Work to complete: Find "derived reads ────────────────" and "ConsentStatus)>, Self::Error>> + Send + '_;" in the records below. Copy the lines holding them and every line between, exactly, and no others.

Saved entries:

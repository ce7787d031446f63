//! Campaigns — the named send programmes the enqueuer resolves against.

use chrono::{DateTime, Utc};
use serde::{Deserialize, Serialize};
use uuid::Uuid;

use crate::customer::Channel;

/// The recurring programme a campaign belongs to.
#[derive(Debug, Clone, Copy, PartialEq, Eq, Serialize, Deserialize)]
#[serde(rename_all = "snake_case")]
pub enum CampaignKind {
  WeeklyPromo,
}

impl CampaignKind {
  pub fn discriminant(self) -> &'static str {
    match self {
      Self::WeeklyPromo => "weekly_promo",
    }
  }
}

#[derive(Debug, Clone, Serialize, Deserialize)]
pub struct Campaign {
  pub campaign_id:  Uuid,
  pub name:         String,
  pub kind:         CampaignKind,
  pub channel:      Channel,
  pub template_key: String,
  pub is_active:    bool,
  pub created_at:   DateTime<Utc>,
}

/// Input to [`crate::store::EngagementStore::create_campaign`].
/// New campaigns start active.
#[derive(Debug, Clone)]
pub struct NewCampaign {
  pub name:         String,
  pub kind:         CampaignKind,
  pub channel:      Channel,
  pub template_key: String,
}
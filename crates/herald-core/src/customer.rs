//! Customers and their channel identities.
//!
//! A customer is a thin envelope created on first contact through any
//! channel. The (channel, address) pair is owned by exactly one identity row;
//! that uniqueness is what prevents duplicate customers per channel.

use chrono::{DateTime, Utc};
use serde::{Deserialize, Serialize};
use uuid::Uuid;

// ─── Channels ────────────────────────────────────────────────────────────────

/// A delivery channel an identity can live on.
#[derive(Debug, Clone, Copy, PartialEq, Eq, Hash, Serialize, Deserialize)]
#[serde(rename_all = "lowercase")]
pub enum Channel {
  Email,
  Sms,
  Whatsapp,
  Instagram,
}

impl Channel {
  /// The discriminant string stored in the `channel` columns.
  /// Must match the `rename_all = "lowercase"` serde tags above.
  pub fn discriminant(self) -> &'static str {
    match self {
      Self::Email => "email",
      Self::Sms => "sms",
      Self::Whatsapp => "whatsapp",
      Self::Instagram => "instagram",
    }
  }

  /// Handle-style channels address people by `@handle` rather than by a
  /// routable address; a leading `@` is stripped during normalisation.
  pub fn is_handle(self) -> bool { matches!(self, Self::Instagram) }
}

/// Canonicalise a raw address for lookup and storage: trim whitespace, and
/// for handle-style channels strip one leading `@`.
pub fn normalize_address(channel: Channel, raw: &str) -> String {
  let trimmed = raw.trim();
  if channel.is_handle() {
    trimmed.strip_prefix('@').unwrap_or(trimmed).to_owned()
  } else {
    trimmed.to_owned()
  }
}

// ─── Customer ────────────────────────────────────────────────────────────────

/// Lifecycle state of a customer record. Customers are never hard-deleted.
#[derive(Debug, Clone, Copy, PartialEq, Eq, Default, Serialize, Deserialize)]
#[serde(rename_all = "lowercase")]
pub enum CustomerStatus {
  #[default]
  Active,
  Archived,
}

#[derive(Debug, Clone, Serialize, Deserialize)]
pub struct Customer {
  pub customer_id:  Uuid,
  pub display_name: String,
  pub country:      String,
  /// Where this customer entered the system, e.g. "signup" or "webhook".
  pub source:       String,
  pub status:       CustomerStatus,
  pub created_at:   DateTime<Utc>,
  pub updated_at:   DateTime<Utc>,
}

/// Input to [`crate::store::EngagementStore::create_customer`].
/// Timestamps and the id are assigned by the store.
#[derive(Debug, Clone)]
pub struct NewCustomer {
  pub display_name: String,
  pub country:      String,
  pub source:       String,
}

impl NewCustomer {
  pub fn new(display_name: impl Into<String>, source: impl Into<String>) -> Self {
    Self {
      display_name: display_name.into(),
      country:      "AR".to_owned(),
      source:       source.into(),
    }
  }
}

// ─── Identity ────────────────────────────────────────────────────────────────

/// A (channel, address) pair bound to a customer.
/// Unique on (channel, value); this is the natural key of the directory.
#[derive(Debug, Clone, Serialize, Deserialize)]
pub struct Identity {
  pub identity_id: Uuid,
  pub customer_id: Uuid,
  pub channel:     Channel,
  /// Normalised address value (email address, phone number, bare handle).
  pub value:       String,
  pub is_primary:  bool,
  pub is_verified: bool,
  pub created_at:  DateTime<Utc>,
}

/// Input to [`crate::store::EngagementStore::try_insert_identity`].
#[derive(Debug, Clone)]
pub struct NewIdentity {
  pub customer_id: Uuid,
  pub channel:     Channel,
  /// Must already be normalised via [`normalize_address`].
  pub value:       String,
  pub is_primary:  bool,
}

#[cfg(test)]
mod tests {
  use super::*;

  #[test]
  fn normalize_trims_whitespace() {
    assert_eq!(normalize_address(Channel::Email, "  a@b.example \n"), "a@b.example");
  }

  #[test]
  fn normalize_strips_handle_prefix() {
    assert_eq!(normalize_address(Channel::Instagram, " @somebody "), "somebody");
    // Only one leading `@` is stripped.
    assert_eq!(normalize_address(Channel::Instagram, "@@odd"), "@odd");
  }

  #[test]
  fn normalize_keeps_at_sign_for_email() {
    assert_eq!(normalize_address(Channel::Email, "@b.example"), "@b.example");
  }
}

==

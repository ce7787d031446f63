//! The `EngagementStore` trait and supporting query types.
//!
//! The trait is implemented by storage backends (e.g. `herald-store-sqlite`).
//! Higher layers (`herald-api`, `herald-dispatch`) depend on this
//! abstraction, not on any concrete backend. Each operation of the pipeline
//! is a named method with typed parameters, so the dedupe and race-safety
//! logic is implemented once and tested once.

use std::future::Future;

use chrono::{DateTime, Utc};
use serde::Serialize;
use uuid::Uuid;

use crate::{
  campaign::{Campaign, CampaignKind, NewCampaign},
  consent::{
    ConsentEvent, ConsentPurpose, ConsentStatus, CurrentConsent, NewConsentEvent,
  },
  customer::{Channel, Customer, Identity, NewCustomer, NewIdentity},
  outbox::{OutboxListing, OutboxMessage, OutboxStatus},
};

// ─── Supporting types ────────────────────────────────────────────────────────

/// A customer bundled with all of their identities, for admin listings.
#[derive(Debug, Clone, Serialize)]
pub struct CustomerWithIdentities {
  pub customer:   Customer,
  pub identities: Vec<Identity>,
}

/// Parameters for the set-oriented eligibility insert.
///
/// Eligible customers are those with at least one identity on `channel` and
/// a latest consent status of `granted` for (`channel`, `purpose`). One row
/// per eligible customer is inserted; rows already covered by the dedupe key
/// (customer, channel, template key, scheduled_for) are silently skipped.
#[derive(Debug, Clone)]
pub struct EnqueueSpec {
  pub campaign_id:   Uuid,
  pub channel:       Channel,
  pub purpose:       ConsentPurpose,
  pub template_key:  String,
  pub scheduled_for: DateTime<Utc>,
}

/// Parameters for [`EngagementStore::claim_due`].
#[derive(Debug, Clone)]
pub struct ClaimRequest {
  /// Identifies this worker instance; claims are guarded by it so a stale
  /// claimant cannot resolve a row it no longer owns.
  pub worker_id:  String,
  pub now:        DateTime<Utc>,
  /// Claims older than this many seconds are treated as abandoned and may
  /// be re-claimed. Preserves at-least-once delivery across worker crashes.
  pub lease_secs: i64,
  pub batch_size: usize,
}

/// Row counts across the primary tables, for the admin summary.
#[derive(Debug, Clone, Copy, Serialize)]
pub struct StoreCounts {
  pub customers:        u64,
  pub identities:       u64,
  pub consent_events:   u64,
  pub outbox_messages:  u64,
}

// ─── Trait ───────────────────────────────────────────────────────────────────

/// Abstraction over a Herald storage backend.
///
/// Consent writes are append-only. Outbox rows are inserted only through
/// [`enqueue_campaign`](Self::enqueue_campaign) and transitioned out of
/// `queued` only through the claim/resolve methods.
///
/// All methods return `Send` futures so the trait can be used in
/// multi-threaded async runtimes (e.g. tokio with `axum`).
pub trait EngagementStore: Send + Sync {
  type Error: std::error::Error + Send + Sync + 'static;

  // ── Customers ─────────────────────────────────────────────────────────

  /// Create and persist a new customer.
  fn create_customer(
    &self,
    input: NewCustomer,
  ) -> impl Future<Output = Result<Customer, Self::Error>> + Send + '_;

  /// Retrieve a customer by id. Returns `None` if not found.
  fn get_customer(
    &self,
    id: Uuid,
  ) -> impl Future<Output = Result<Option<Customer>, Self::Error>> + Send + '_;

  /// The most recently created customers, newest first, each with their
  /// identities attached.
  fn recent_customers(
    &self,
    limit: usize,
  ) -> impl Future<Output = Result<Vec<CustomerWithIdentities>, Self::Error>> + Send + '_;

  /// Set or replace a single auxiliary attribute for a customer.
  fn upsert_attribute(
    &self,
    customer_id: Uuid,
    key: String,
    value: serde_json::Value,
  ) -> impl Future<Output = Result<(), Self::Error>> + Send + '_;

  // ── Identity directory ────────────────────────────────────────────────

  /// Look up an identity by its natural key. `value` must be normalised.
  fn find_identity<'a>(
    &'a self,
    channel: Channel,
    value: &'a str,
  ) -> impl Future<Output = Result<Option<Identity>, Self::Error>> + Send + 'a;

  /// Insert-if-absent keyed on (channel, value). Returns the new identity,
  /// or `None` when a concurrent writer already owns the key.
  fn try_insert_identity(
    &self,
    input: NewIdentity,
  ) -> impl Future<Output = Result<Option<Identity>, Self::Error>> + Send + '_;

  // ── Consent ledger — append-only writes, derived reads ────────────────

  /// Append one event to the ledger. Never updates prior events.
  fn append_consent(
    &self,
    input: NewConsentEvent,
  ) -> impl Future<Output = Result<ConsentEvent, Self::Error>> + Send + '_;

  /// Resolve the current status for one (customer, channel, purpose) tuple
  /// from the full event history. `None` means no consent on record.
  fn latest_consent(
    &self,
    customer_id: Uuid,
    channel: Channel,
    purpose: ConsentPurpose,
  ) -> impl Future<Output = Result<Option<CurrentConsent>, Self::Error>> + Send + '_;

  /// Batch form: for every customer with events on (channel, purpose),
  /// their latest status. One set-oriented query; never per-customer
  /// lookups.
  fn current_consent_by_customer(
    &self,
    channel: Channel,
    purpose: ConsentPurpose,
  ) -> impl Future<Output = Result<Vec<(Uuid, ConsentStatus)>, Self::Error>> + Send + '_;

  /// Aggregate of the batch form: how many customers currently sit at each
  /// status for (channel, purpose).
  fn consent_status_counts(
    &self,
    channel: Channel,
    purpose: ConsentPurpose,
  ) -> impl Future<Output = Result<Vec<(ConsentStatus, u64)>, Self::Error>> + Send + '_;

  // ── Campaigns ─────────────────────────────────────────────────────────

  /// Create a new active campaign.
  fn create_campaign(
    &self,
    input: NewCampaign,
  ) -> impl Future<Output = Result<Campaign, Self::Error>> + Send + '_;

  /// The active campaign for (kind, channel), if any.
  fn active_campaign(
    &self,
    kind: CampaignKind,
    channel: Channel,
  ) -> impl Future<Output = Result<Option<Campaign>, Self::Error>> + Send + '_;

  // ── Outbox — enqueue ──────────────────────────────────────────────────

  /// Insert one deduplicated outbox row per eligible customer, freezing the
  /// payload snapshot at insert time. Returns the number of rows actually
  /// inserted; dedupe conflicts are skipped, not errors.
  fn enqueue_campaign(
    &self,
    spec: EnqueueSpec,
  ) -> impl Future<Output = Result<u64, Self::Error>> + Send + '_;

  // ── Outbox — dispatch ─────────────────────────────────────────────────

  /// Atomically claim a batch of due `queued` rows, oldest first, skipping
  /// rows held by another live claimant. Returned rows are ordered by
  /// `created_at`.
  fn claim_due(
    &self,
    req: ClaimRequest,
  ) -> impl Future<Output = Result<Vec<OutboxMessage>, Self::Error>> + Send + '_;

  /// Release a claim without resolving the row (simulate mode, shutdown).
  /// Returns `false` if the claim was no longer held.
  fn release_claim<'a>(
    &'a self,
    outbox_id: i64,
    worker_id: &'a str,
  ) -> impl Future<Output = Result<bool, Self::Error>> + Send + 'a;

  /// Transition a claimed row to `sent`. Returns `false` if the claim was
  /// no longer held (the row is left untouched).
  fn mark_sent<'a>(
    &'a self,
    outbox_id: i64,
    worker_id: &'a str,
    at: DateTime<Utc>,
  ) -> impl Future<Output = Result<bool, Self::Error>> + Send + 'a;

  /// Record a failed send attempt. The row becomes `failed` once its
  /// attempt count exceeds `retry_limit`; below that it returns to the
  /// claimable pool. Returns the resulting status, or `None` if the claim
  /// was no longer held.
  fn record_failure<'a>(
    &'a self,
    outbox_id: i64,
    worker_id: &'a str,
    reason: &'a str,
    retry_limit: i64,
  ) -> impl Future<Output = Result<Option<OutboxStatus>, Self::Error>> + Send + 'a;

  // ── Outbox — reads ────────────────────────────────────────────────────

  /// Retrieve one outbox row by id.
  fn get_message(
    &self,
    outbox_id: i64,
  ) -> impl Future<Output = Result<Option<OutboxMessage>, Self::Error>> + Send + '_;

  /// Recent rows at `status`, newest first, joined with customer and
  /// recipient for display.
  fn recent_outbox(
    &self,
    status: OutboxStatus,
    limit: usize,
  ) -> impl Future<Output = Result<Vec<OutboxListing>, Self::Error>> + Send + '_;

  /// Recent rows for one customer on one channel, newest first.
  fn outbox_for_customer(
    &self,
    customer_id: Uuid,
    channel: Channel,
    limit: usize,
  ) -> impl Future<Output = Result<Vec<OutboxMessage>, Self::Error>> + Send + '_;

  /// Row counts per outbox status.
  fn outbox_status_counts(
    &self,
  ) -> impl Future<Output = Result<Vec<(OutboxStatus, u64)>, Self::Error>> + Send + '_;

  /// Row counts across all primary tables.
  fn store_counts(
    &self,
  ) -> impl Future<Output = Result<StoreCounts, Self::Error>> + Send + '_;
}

Task answer:
  // ── Consent ledger — append-only writes, derived reads ────────────────

  /// Append one event to the ledger. Never updates prior events.
  fn append_consent(
    &self,
    input: NewConsentEvent,
  ) -> impl Future<Output = Result<ConsentEvent, Self::Error>> + Send + '_;

  /// Resolve the current status for one (customer, channel, purpose) tuple
  /// from the full event history. `None` means no consent on record.
  fn latest_consent(
    &self,
    customer_id: Uuid,
    channel: Channel,
    purpose: ConsentPurpose,
  ) -> impl Future<Output = Result<Option<CurrentConsent>, Self::Error>> + Send + '_;

  /// Batch form: for every customer with events on (channel, purpose),
  /// their latest status. One set-oriented query; never per-customer
  /// lookups.
  fn current_consent_by_customer(
    &self,
    channel: Channel,
    purpose: ConsentPurpose,
  ) -> impl Future<Output = Result<Vec<(Uuid, ConsentStatus)>, Self::Error>> + Send + '_;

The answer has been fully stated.